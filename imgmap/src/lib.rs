pub mod config;
pub mod draw;
pub mod error;
pub mod highlight;
pub mod load;
pub mod mapper;
pub mod model;
pub mod scale;
pub mod sizing;
pub mod geometry {
    pub mod limits;
    pub mod tolerance;
}
pub mod algorithms {
    pub mod picking;
    pub mod winding;
}

pub use config::{needs_resync, ConfigKey, MapperConfig};
pub use draw::{paint, DrawCommand, Paint, Recorder, Surface};
pub use error::MapError;
pub use highlight::{ClickOutcome, HighlightPolicy, HighlightState};
pub use load::{LoadStatus, LoadWatch};
pub use mapper::{ImageMapper, MapperListener, PointerKind};
pub use model::{DisplayRegion, Highlight, Point, Region, RegionKey, RegionMap, Shape, Size};
pub use scale::Scaler;
pub use sizing::{Dimension, ImageInfo, ImageSize, Sizing};
impl SurfaceProbe {
    pub fn realize_calls(&self) -> usize {
        self.record.borrow().realize_calls
    }

    /// Every size forwarded to the surface, in order.
    pub fn resizes(&self) -> Vec<ToolkitSize> {
        self.record.borrow().resizes.clone()
    }

    pub fn last_size(&self) -> Option<ToolkitSize> {
        self.record.borrow().resizes.last().copied()
    }

    pub fn inputs(&self) -> Vec<ToolkitInput> {
        self.record.borrow().inputs.clone()
    }

    pub fn visibility(&self) -> Vec<bool> {
        self.record.borrow().visibility.clone()
    }

    pub fn destroy_calls(&self) -> usize {
        self.record.borrow().destroy_calls
    }
}

/// A toolkit surface that records what the bridge does to it.
pub struct HeadlessSurface {
    preferred: ToolkitSize,
    fail_realize: Option<String>,
    drawable: Option<RawWindowHandle>,
    realize_hook: Option<Box<dyn FnMut()>>,
    resize_hook: Option<Box<dyn FnMut(ToolkitSize)>>,
    record: Rc<RefCell<SurfaceRecord>>,
}

impl HeadlessSurface {
    /// A surface that would like to be `preferred` in size.
    pub fn new(preferred: ToolkitSize) -> Self {
        Self {
            preferred,
            fail_realize: None,
            drawable: None,
            realize_hook: None,
            resize_hook: None,
            record: Rc::default(),
        }
    }

    /// Make every realization attempt fail with `message`.
    pub fn failing_realize(mut self, message: impl Into<String>) -> Self {
        self.fail_realize = Some(message.into());
        self
    }

    /// Run `hook` after each forwarded resize has been recorded.
    ///
    /// The hook runs inside the bridge's resize forwarding, which makes it
    /// the place to exercise re-entrant teardown. Holding a strong handle to
    /// the surface in the hook keeps the surface alive forever; take it out
    /// of a shared slot instead.
    pub fn with_resize_hook(mut self, hook: impl FnMut(ToolkitSize) + 'static) -> Self {
        self.resize_hook = Some(Box::new(hook));
        self
    }

    /// Run `hook` inside each successful realization, after the drawable
    /// has been allocated. The same slot caveat as for
    /// [`with_resize_hook`](Self::with_resize_hook) applies.
    pub fn with_realize_hook(mut self, hook: impl FnMut() + 'static) -> Self {
        self.realize_hook = Some(Box::new(hook));
        self
    }

    pub fn probe(&self) -> SurfaceProbe {
        SurfaceProbe {
            record: Rc::clone(&self.record),
        }
    }
}

impl ToolkitSurface for HeadlessSurface {
    fn realize(&mut self) -> Result<RawWindowHandle, RealizeError> {
        if let Some(message) = &self.fail_realize {
            return Err(RealizeError::new(message.clone()));
        }
        self.record.borrow_mut().realize_calls += 1;
        let drawable = *self.drawable.get_or_insert_with(next_handle);
        if let Some(hook) = self.realize_hook.as_mut() {
            hook();
        }
        Ok(drawable)
    }

    fn preferred_size(&self) -> ToolkitSize {
        self.preferred
    }

    fn resize(&mut self, size: ToolkitSize) {
        self.record.borrow_mut().resizes.push(size);
        if let Some(hook) = self.resize_hook.as_mut() {
            hook(size);
        }
    }

    fn handle_input(&mut self, event: &ToolkitInput) {
        self.record.borrow_mut().inputs.push(*event);
    }

    fn visibility_changed(&mut self, visible: bool) {
        self.record.borrow_mut().visibility.push(visible);
    }

    fn destroy(&mut self) {
        self.drawable = None;
        self.realize_hook = None;
        self.resize_hook = None;
        self.record.borrow_mut().destroy_calls += 1;
    }
}

/// Drawable id carried by a headless handle.
pub fn drawable_id(handle: RawWindowHandle) -> Option<NonZeroU32> {
    match handle {
        RawWindowHandle::Web(web) => NonZeroU32::new(web.id),
        _ => None,
    }
}

#[cfg(test)]
mod tests {
    use super::*;

    #[test]
    fn test_refused_window_is_not_recorded() {
        let mut host = HeadlessHost::new();
        host.refuse_next_window("exhausted");
        let err = host
            .create_window(&WindowConfig::new("x", 1, 1))
            .err()
            .unwrap();
        assert_eq!(err.to_string(), "allocation refused: exhausted");
        assert!(host.windows().is_empty());

        assert!(host.create_window(&WindowConfig::new("x", 1, 1)).is_ok());
        assert_eq!(host.windows().len(), 1);
    }

    #[test]
    fn test_replace_content_logs_swap() {
        let mut host = HeadlessHost::new();
        let mut window = host.create_window(&WindowConfig::new("x", 10, 10)).unwrap();
        let probe = host.last_window().unwrap();
        let a = next_handle();
        let b = next_handle();

        window.replace_content(a, HostSize::new(10, 10)).unwrap();
        window.replace_content(b, HostSize::new(10, 10)).unwrap();
        window.detach_content();

        assert_eq!(
            probe.content_log(),
            vec![
                ContentEvent::Attached(a),
                ContentEvent::Replaced {
                    previous: a,
                    current: b
                },
                ContentEvent::Detached(b),
            ]
        );
    }

    #[test]
    fn test_refused_attach_keeps_content() {
        let mut host = HeadlessHost::new();
        let mut window = host.create_window(&WindowConfig::new("x", 10, 10)).unwrap();
        let probe = host.last_window().unwrap();
        let a = next_handle();
        window.replace_content(a, HostSize::new(10, 10)).unwrap();

        probe.refuse_next_attach("no memory");
        assert!(window.replace_content(next_handle(), HostSize::new(10, 10)).is_err());
        assert_eq!(probe.content(), Some(a));
    }

    #[test]
    fn test_move_to_display_scales_size() {
        let mut host = HeadlessHost::new();
        let window = host.create_window(&WindowConfig::new("x", 400, 300)).unwrap();
        let probe = host.last_window().unwrap();
        probe.move_to_display(2.0);
        assert_eq!(window.content_size(), HostSize::new(800, 600));
        assert_eq!(window.scale_factor(), 2.0);
    }

    #[test]
    fn test_surface_drawable_is_stable_until_destroy() {
        let mut surface = HeadlessSurface::new(ToolkitSize::default());
        let first = surface.realize().unwrap();
        assert_eq!(surface.realize().unwrap(), first);
        assert!(drawable_id(first).is_some());
        surface.destroy();
        assert_ne!(surface.realize().unwrap(), first);
    }
}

__What the exercise asks__
Line count for the string "slot": state how many lines in the data contain it, and output nothing else.

__Answer to this exercise__
2